• _Record set_:

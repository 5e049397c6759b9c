//! Raster encoding module
//!
//! This module provides GeoTIFF writing with driver selection and creation options.

mod writer;
mod geotiff_writer;
pub mod types;

pub use writer::RasterWriter;
pub use geotiff_writer::GeoTiffWriter;
pub use types::{EncodingOptions, FormatSelection, TiffCompression, GTIFF_DRIVER};
//! Common utilities module
//!
//! This module contains shared utilities used across the preprocessing pipeline.

pub mod error;

pub use error::{PreProcessError, Result};
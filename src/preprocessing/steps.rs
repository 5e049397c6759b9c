//! Transform steps
//!
//! Every step consumes the raster it is given and returns its successor, so
//! only one generation of pixel data is alive at a time.

mod band_selection;
mod color_index;
mod nodata;
mod overviews;
mod reprojection;

pub use band_selection::{BandMapping, BandSelection, ScaleBound};
pub use color_index::ColorIndex;
pub use nodata::NoDataAssignment;
pub use overviews::{MIN_OVERVIEW_SIZE, OverviewGeneration, OverviewResampling};
pub use reprojection::Reprojection;

use crate::preprocessing::common::error::Result;
use crate::preprocessing::raster::types::RasterHandle;

#[derive(Debug, Clone, PartialEq)]
pub enum TransformStep {
    BandSelection(BandSelection),
    ColorIndex(ColorIndex),
    NoDataAssignment(NoDataAssignment),
    Reprojection(Reprojection),
    OverviewGeneration(OverviewGeneration),
}

impl TransformStep {
    pub fn name(&self) -> &'static str {
        match self {
            TransformStep::BandSelection(_) => "band_selection",
            TransformStep::ColorIndex(_) => "color_index",
            TransformStep::NoDataAssignment(_) => "nodata_assignment",
            TransformStep::Reprojection(_) => "reprojection",
            TransformStep::OverviewGeneration(_) => "overview_generation",
        }
    }

    /// Whether the step operates on the encoded artifact rather than the
    /// in-memory working copy.
    pub fn is_post_write(&self) -> bool {
        matches!(self, TransformStep::OverviewGeneration(_))
    }

    pub fn apply(&self, raster: RasterHandle) -> Result<RasterHandle> {
        match self {
            TransformStep::BandSelection(step) => step.apply(raster),
            TransformStep::ColorIndex(step) => step.apply(raster),
            TransformStep::NoDataAssignment(step) => step.apply(raster),
            TransformStep::Reprojection(step) => step.apply(raster),
            TransformStep::OverviewGeneration(step) => step.apply(raster),
        }
    }
}

#[cfg(test)]
mod tests {
    use super::*;
    use crate::preprocessing::raster::types::{Band, PixelType};

    #[test]
    fn test_dispatch_chains_ownership() {
        let raster = RasterHandle::new(
            2,
            1,
            vec![Band::new(vec![10.0, 20.0], PixelType::UInt16)],
        )
        .unwrap();

        let steps = [
            TransformStep::BandSelection(BandSelection::new(vec![BandMapping::auto(1)])),
            TransformStep::NoDataAssignment(NoDataAssignment::new(0.0)),
        ];
        let out = steps
            .iter()
            .try_fold(raster, |current, step| step.apply(current))
            .unwrap();

        assert_eq!(out.bands[0].data, vec![0.0, 255.0]);
        assert_eq!(out.bands[0].nodata, Some(0.0));
    }

    #[test]
    fn test_only_overviews_run_after_write() {
        let overviews = TransformStep::OverviewGeneration(OverviewGeneration::new(
            None,
            OverviewResampling::Nearest,
        ));
        assert!(overviews.is_post_write());
        assert!(!TransformStep::NoDataAssignment(NoDataAssignment::new(0.0)).is_post_write());
        assert_eq!(overviews.name(), "overview_generation");
    }
}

• _Activity_: Output each line of the listing in which the string "PixelType" is found.

• _Task output_:
    use crate::preprocessing::raster::types::{Band, PixelType};
            vec![Band::new(vec![10.0, 20.0], PixelType::UInt16)],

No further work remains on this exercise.